Дональд укладывается на диван и подгибает ноги, чтобы Познеру было где сесть. Тот, пошатываясь, добирается до дивана и садится, наваливаясь локтем и боком на его колени. Как когда-то давно, ещё в Оксфоде, когда они без конца друг к другу прислонялись и друг на друга вешались. Тепло его тела такое родное, что Дону не хочется уходить. Он будто бы снова чувствует себя совсем юным, и Дэвид, несмотря на намечающиеся тонкие морщинки в уголках глаз, сам выглядит немногим старше восемнадцати, особенно когда улыбается вот так, глядя на Скриппса смеющимися и слегка осоловелыми глазами… Дон слышит свой голос, не очень внятно произносящий:
— Боже, Поз, эта улыбка! Сколько лет она мне снилась, ты бы знал…
— Что?
Пьяное удивление Познера такое забавное, что Скриппс снова хохочет, его колени трясутся и Познер, не удержавшись, падает между ними ему на живот. Это смешит Дона ещё сильнее, и Дэвид тоже смеётся, слегка поворачивается и упирается руками в диван по сторонам от его тела.
— Чего там тебе снилось, Скриппси? Я не совсем понял.
Он снова сдвигается чуть-чуть, и Скриппс вдруг понимает, что чёртов Дэвид Познер лежит сейчас у него между ног, прямо поверх его члена. Его бросает в жар. Смех умолкает. Дон облизывает пересохшие губы и видит, что Дэвид сразу переводит взгляд на них.
— Мне снился ты, — говорит Дональд, и следующая волна жара накрывает его с головой. Он хватает Дэвида за рубашку на плечах, резко притягивает к себе и так же резко целует.
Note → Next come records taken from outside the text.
#![allow(missing_docs)]

use std::sync::atomic::{AtomicUsize, Ordering};
use std::sync::Arc;

use quotagate::{ConfigApi, Decision, DecisionEngine, LimitPer, ManualClock, QuotaRequest, QuotaStore, WindowAlgorithm};

async fn race(engine: DecisionEngine, user_id: &'static str, tasks: usize) -> (usize, usize) {
    let allowed = Arc::new(AtomicUsize::new(0));
    let rejected = Arc::new(AtomicUsize::new(0));
    let start = Arc::new(tokio::sync::Barrier::new(tasks));

    let mut handles = Vec::with_capacity(tasks);
    for _ in 0..tasks {
        let engine = engine.clone();
        let allowed = allowed.clone();
        let rejected = rejected.clone();
        let start = start.clone();
        handles.push(tokio::spawn(async move {
            start.wait().await;
            match engine.decide(user_id).await.expect("in-memory stores never fault") {
                Decision::Allow { .. } => allowed.fetch_add(1, Ordering::SeqCst),
                _ => rejected.fetch_add(1, Ordering::SeqCst),
            };
        }));
    }
    for handle in handles {
        handle.await.unwrap();
    }
    (allowed.load(Ordering::SeqCst), rejected.load(Ordering::SeqCst))
}

#[tokio::test(flavor = "multi_thread", worker_threads = 8)]
async fn concurrent_requests_never_exceed_quota() {
    for algorithm in [WindowAlgorithm::FixedWindow, WindowAlgorithm::SlidingWindowCounter] {
        let engine = DecisionEngine::in_memory_with(algorithm).with_clock(ManualClock::starting_at(1_000));
        engine.quotas().set("user-02", 50, LimitPer::Minute).unwrap();

        let (allowed, rejected) = race(engine, "user-02", 200).await;
        assert_eq!(allowed, 50, "{algorithm:?}");
        assert_eq!(rejected, 150, "{algorithm:?}");
    }
}

#[tokio::test(flavor = "multi_thread", worker_threads = 8)]
async fn exactly_quota_many_tasks_all_succeed() {
    let engine = DecisionEngine::in_memory().with_clock(ManualClock::starting_at(1_000));
    engine.quotas().set("u", 64, LimitPer::Second).unwrap();
    let (allowed, rejected) = race(engine, "u", 64).await;
    assert_eq!((allowed, rejected), (64, 0));
}

#[tokio::test(flavor = "multi_thread", worker_threads = 8)]
async fn busy_user_does_not_starve_others() {
    let engine = DecisionEngine::in_memory().with_clock(ManualClock::starting_at(1_000));
    engine.quotas().set("noisy", 10, LimitPer::Second).unwrap();
    engine.quotas().set("quiet", 10, LimitPer::Second).unwrap();

    let noisy = tokio::spawn(race(engine.clone(), "noisy", 100));
    let quiet = tokio::spawn(race(engine.clone(), "quiet", 10));
    assert_eq!(noisy.await.unwrap().0, 10);
    assert_eq!(quiet.await.unwrap(), (10, 0));
}

#[tokio::test(flavor = "multi_thread", worker_threads = 4)]
async fn reconfiguration_during_traffic_never_overadmits() {
    let engine = DecisionEngine::in_memory().with_clock(ManualClock::starting_at(1_000));
    engine.quotas().set("u", 5, LimitPer::Hour).unwrap();

    let traffic = tokio::spawn(race(engine.clone(), "u", 100));
    engine.quotas().set("u", 5, LimitPer::Hour).unwrap();
    let (allowed, _) = traffic.await.unwrap();
    // At most one full budget under each revision.
    assert!(allowed <= 10, "allowed {allowed}");
    assert!(allowed >= 5, "allowed {allowed}");
}

#[tokio::test(flavor = "multi_thread", worker_threads = 4)]
async fn config_api_puts_during_traffic_never_overadmit() {
    const PUTS: usize = 20;
    let api = ConfigApi::new(DecisionEngine::in_memory().with_clock(ManualClock::starting_at(1_000)));
    api.put("u", &QuotaRequest::new(1, LimitPer::Hour)).await.unwrap();

    let traffic = tokio::spawn(race(api.engine().clone(), "u", 200));
    let admin = {
        let api = api.clone();
        tokio::spawn(async move {
            for _ in 0..PUTS {
                api.put("u", &QuotaRequest::new(1, LimitPer::Hour)).await.unwrap();
                tokio::task::yield_now().await;
            }
        })
    };
    admin.await.unwrap();
    let (allowed, _) = traffic.await.unwrap();
    // One admit per revision at most: the first quota plus each replacement.
    assert!(allowed <= PUTS + 1, "allowed {allowed}");
    assert!(allowed >= 1, "allowed {allowed}");
}
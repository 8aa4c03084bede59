use std::sync::{Arc, Mutex};

use axum::body::Body;
use axum::http::{Request, Response};
use http_body_util::BodyExt;
use quotagate::telemetry::MemorySink;
use quotagate::{DecisionEngine, LimitPer, ManualClock, QuotaStore};
use tracing_subscriber::fmt::MakeWriter;

/// Engine on a manual clock with a memory sink attached.
pub fn engine_at(start_millis: u64) -> (DecisionEngine, ManualClock, MemorySink) {
    let clock = ManualClock::starting_at(start_millis);
    let sink = MemorySink::new();
    let engine = DecisionEngine::in_memory().with_clock(clock.clone()).with_sink(sink.clone());
    (engine, clock, sink)
}

/// Configure `user_id` directly on the quota store.
pub fn configure(engine: &DecisionEngine, user_id: &str, limit: u32, per: LimitPer) {
    engine.quotas().set(user_id, limit, per).expect("quota set");
}

pub fn put_json(uri: &str, json: &str) -> Request<Body> {
    Request::put(uri)
        .header("content-type", "application/json")
        .body(Body::from(json.to_string()))
        .expect("request")
}

pub fn upload_as(user_id: &str) -> Request<Body> {
    Request::post("/images")
        .header("cookie", format!("user_id={user_id}"))
        .body(Body::from("image-bytes"))
        .expect("request")
}

pub async fn body_json(response: Response<Body>) -> serde_json::Value {
    let bytes = response.into_body().collect().await.expect("body").to_bytes();
    serde_json::from_slice(&bytes).expect("json body")
}

/// Collects formatted tracing output for assertions.
#[derive(Clone, Default)]
pub struct SharedWriter(pub Arc<Mutex<Vec<u8>>>);

impl SharedWriter {
    pub fn contents(&self) -> String {
        String::from_utf8(self.0.lock().unwrap().clone()).unwrap()
    }
}

impl<'a> MakeWriter<'a> for SharedWriter {
    type Writer = SharedGuard;
    fn make_writer(&'a self) -> Self::Writer {
        SharedGuard(self.0.clone())
    }
}

pub struct SharedGuard(Arc<Mutex<Vec<u8>>>);

impl std::io::Write for SharedGuard {
    fn write(&mut self, buf: &[u8]) -> std::io::Result<usize> {
        self.0.lock().unwrap().extend_from_slice(buf);
        Ok(buf.len())
    }
    fn flush(&mut self) -> std::io::Result<()> {
        Ok(())
    }
}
Тогда, в юности, Скриппс старался не думать, как это бывает. Он даже при тесной близости не давал себе распаляться, старался держать в голове чисто дружеские аспекты их отношений с Позом. Старался не возбуждаться, отвлекался как мог, гнал от себя все желания и мысли, воплощение которых он по разным причинам считал невозможным. Но сейчас он, конечно, о том, как это бывает, прекрасно осведомлён. Он уже испытал на себе, что это на самом деле такое — жар желания, пламя страсти, горячий секс. Но такого вот острого вожделения, как сейчас, он, пожалуй, уже не испытывал… очень давно. Познер лежит на нём, целует его, тихонько постанывает и непроизвольно толкается бёдрами. У него стоит, и у Дона тоже стоит, и всё это почему-то немного смешно — и в то же время очень, очень возбуждающе. И приятно. О Господи, он уже и забыл, что от таких простых действий бывает настолько приятно. Дон шарит руками по телу друга — оно незнакомо на ощупь, а ведь сколько лет знакомо на вид! Дон смеётся:
— О Боже, как классно!
И Дэвид смеётся в ответ:
— Скриппси, дружище, ты та-акой пьяный!
Губы Познера, так много снившиеся ему когда-то давно, на ощупь так же незнакомы, как его тело. И так же охренительно прекрасны.
***
Через несколько часов первым просыпается Познер и обнаруживает, что напускал слюней на рубашку Дональда. У него дурное предчувствие, хотя он сначала не помнит, что именно вечером было. Но стоит Дональду шевельнуться под ним и невнятно что-то пробормотать, как картинка восстанавливается беспощадно.